**HORSES3D **is a **3D parallel code** that uses the **high–order Discontinuous Galerkin Spectral Element Method (DGSEM)** and is written in modern object–oriented Fortran (2008+), see Ferrer et al. [2020]

The code is currently being developed at **ETSIAE–UPM** *(the School of Aeronautics of the Universidad Politécnica de Madrid)*. **HORSES3D **is built on the **NSLITE3D **code by *David A. Kopriva*, which is based on the book *“Implementing Spectral Methods for Partial Differential Equations” Kopriva [2009]*.

- Hybrid (shared and distributed memory) CPU–based parallelization with OpenMP and MPI.
- A multiphysics environment where the compressible Euler equations of gas dynamics, the compressible Navier–Stokes equations, the incompressible Navier–Stokes equations with artificial compressibility Shen [1997], the Cahn– Hilliard equation, and the entropy–stable two–phases solver are implemented.
- Implementations of the split–form DGSEM.
- Support for arbitrary high–order,
*p*–anisotropic discretizations. - Implicit time integration schemes such as the Backward Differentiation Formulas (BDFs) and the Rosenbrock type implicit Runge–Kutta methods.

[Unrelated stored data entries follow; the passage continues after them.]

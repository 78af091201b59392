//! Levy items
//!
//! A levy item is the amount one lot owes for one billing period. Totals
//! and balances are always derived from the component amounts, never stored
//! as independent truth.

use chrono::{DateTime, NaiveDate, Utc};
use serde::{Deserialize, Serialize};
use std::fmt;
use std::str::FromStr;

use core_kernel::{LevyItemId, LevyPeriodId, LotId, Money, SchemeId};

use crate::error::LevyError;

/// Status of a levy item
///
/// Transitions are driven by allocation events and the overdue refresh;
/// a zero balance always means `Paid`.
#[derive(Debug, Clone, Copy, PartialEq, Eq, Serialize, Deserialize)]
#[serde(rename_all = "snake_case")]
pub enum LevyItemStatus {
    Pending,
    Sent,
    Partial,
    Overdue,
    Paid,
}

impl LevyItemStatus {
    pub fn as_str(&self) -> &'static str {
        match self {
            LevyItemStatus::Pending => "pending",
            LevyItemStatus::Sent => "sent",
            LevyItemStatus::Partial => "partial",
            LevyItemStatus::Overdue => "overdue",
            LevyItemStatus::Paid => "paid",
        }
    }
}

impl fmt::Display for LevyItemStatus {
    fn fmt(&self, f: &mut fmt::Formatter<'_>) -> fmt::Result {
        write!(f, "{}", self.as_str())
    }
}

impl FromStr for LevyItemStatus {
    type Err = LevyError;

    fn from_str(s: &str) -> Result<Self, Self::Err> {
        match s {
            "pending" => Ok(LevyItemStatus::Pending),
            "sent" => Ok(LevyItemStatus::Sent),
            "partial" => Ok(LevyItemStatus::Partial),
            "overdue" => Ok(LevyItemStatus::Overdue),
            "paid" => Ok(LevyItemStatus::Paid),
            other => Err(LevyError::Validation(format!(
                "Unknown levy item status: {}",
                other
            ))),
        }
    }
}

/// The amount owed by one lot for one billing period
#[derive(Debug, Clone, Serialize, Deserialize)]
pub struct LevyItem {
    /// Unique identifier
    pub id: LevyItemId,
    /// Owning scheme
    pub scheme_id: SchemeId,
    /// The lot being billed
    pub lot_id: LotId,
    /// The billing period this item belongs to
    pub period_id: LevyPeriodId,
    /// Administrative fund component
    pub admin_levy: Money,
    /// Capital works fund component
    pub capital_levy: Money,
    /// Optional special levy component
    pub special_levy: Option<Money>,
    /// Amount paid so far, maintained by allocation events
    pub amount_paid: Money,
    /// Status reflecting the current balance
    pub status: LevyItemStatus,
    /// Due date (copied from the period at calculation time)
    pub due_date: NaiveDate,
    /// When a levy notice was generated for this item
    pub notice_generated_at: Option<DateTime<Utc>>,
    /// When the notice was sent
    pub notice_sent_at: Option<DateTime<Utc>>,
    /// Created timestamp
    pub created_at: DateTime<Utc>,
    /// Updated timestamp
    pub updated_at: DateTime<Utc>,
}

impl LevyItem {
    /// Creates a new unpaid levy item
    pub fn new(
        scheme_id: SchemeId,
        lot_id: LotId,
        period_id: LevyPeriodId,
        admin_levy: Money,
        capital_levy: Money,
        special_levy: Option<Money>,
        due_date: NaiveDate,
    ) -> Self {
        let now = Utc::now();
        Self {
            id: LevyItemId::new_v7(),
            scheme_id,
            lot_id,
            period_id,
            admin_levy,
            capital_levy,
            special_levy,
            amount_paid: Money::zero(admin_levy.currency()),
            status: LevyItemStatus::Pending,
            due_date,
            notice_generated_at: None,
            notice_sent_at: None,
            created_at: now,
            updated_at: now,
        }
    }

    /// Total levied: admin + capital + special (derived, never stored)
    pub fn total_levy(&self) -> Money {
        let base = self.admin_levy + self.capital_levy;
        match self.special_levy {
            Some(special) => base + special,
            None => base,
        }
    }

    /// Outstanding balance: total − paid (derived, never stored)
    pub fn balance(&self) -> Money {
        self.total_levy() - self.amount_paid
    }

    /// Applies an allocated payment amount to this item
    ///
    /// The orchestrator calls this immediately after persisting each
    /// allocation, then writes the updated paid amount and status back.
    /// Paid-amount maintenance lives here rather than in a database trigger
    /// so the status transition is visible in one place.
    pub fn apply_allocation(&mut self, amount: Money) {
        self.amount_paid = self.amount_paid + amount;
        self.updated_at = Utc::now();

        if !self.balance().is_positive() {
            self.status = LevyItemStatus::Paid;
        } else if self.amount_paid.is_positive() {
            self.status = LevyItemStatus::Partial;
        }
    }

    /// Marks the item overdue when unpaid past its due date
    pub fn refresh_overdue(&mut self, today: NaiveDate) {
        if self.balance().is_positive() && today > self.due_date {
            self.status = LevyItemStatus::Overdue;
            self.updated_at = Utc::now();
        }
    }

    /// Records that a levy notice was generated
    pub fn mark_notice_generated(&mut self) {
        self.notice_generated_at = Some(Utc::now());
        self.updated_at = Utc::now();
    }

    /// Records that the levy notice was sent
    pub fn mark_notice_sent(&mut self) {
        self.notice_sent_at = Some(Utc::now());
        if self.status == LevyItemStatus::Pending {
            self.status = LevyItemStatus::Sent;
        }
        self.updated_at = Utc::now();
    }
}

#[cfg(test)]
mod tests {
    use super::*;
    use core_kernel::Currency;
    use rust_decimal_macros::dec;

    fn item(admin: rust_decimal::Decimal, capital: rust_decimal::Decimal) -> LevyItem {
        LevyItem::new(
            SchemeId::new(),
            LotId::new(),
            LevyPeriodId::new(),
            Money::new(admin, Currency::AUD),
            Money::new(capital, Currency::AUD),
            None,
            NaiveDate::from_ymd_opt(2026, 7, 31).unwrap(),
        )
    }

    #[test]
    fn test_totals_are_derived() {
        let mut i = item(dec!(300), dec!(150));
        assert_eq!(i.total_levy().amount(), dec!(450));
        assert_eq!(i.balance().amount(), dec!(450));

        i.special_levy = Some(Money::new(dec!(50), Currency::AUD));
        assert_eq!(i.total_levy().amount(), dec!(500));
    }

    #[test]
    fn test_partial_allocation() {
        let mut i = item(dec!(300), dec!(150));
        i.apply_allocation(Money::new(dec!(100), Currency::AUD));

        assert_eq!(i.amount_paid.amount(), dec!(100));
        assert_eq!(i.balance().amount(), dec!(350));
        assert_eq!(i.status, LevyItemStatus::Partial);
    }

    #[test]
    fn test_full_allocation_marks_paid() {
        let mut i = item(dec!(300), dec!(150));
        i.apply_allocation(Money::new(dec!(450), Currency::AUD));

        assert!(i.balance().is_zero());
        assert_eq!(i.status, LevyItemStatus::Paid);
    }

    #[test]
    fn test_refresh_overdue() {
        let mut i = item(dec!(300), dec!(150));
        i.refresh_overdue(NaiveDate::from_ymd_opt(2026, 8, 1).unwrap());
        assert_eq!(i.status, LevyItemStatus::Overdue);
    }

    #[test]
    fn test_refresh_overdue_skips_paid() {
        let mut i = item(dec!(300), dec!(150));
        i.apply_allocation(Money::new(dec!(450), Currency::AUD));
        i.refresh_overdue(NaiveDate::from_ymd_opt(2026, 8, 1).unwrap());
        assert_eq!(i.status, LevyItemStatus::Paid);
    }

    #[test]
    fn test_notice_lifecycle() {
        let mut i = item(dec!(300), dec!(150));
        i.mark_notice_generated();
        i.mark_notice_sent();
        assert!(i.notice_generated_at.is_some());
        assert!(i.notice_sent_at.is_some());
        assert_eq!(i.status, LevyItemStatus::Sent);
    }
}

- Multiple linear solvers for the implicit time–integration schemes: a preconditioned matrix–free GMRES solver, a direct LU solver (the implementation of PARDISO that is present in Intel’s Math Kernel Library –MKL), a matrix–based GMRES solver (from the PETSc library Balay et al. [2019]) and static–condensation methods.
- Numerical Jacobian computations with a coloring algorithm.
- Analytical Jacobian computations for nonlinear advection and/or diffusion systems of conservation laws.
- Nonlinear multigrid techniques with explicit (Runge–Kutta schemes) and implicit (BDF + iterative methods) smoothers. Two cycling stratefies are implemented: Full Multigrid (FMG) and V–Cycling.
- Support for curvilinear, hexahedral, conforming meshes in SpecMesh/HOHQMesh format (*.mesh) and HOPR Hindenlang et al. [2015] format (*.h5).
- Static and dynamic
*p*–adaptation methods for steady and unsteady simulations that use*p*–anisotropic truncation error estimates.

**HORSES3D **uses a nodal Discontinuous Galerkin (DG) Spectral Element Method (DGSEM) for the discretization of the different physics implemented. In particular, it permits the use of the Gauss–Lobatto version of the DGSEM, which makes it possible to construct energy–stable schemes using the summation–by–parts simultaneous–aproximation– term (SBP–SAT) property. Moreover, it handles arbitrary three dimensional curvilinear hexahedral meshes while maintaining high–order spectral accuracy and free–energy stability.

HORSES3D was originally developed to solve the compressible Navier Stokes equations. This set of equations permits the simulation of plenty of phenomena of scientific and engineering interest (aerodynamics, weather predictions, confined flows…). However, HORSES3D also incorporates nonstandard physical models that are described below.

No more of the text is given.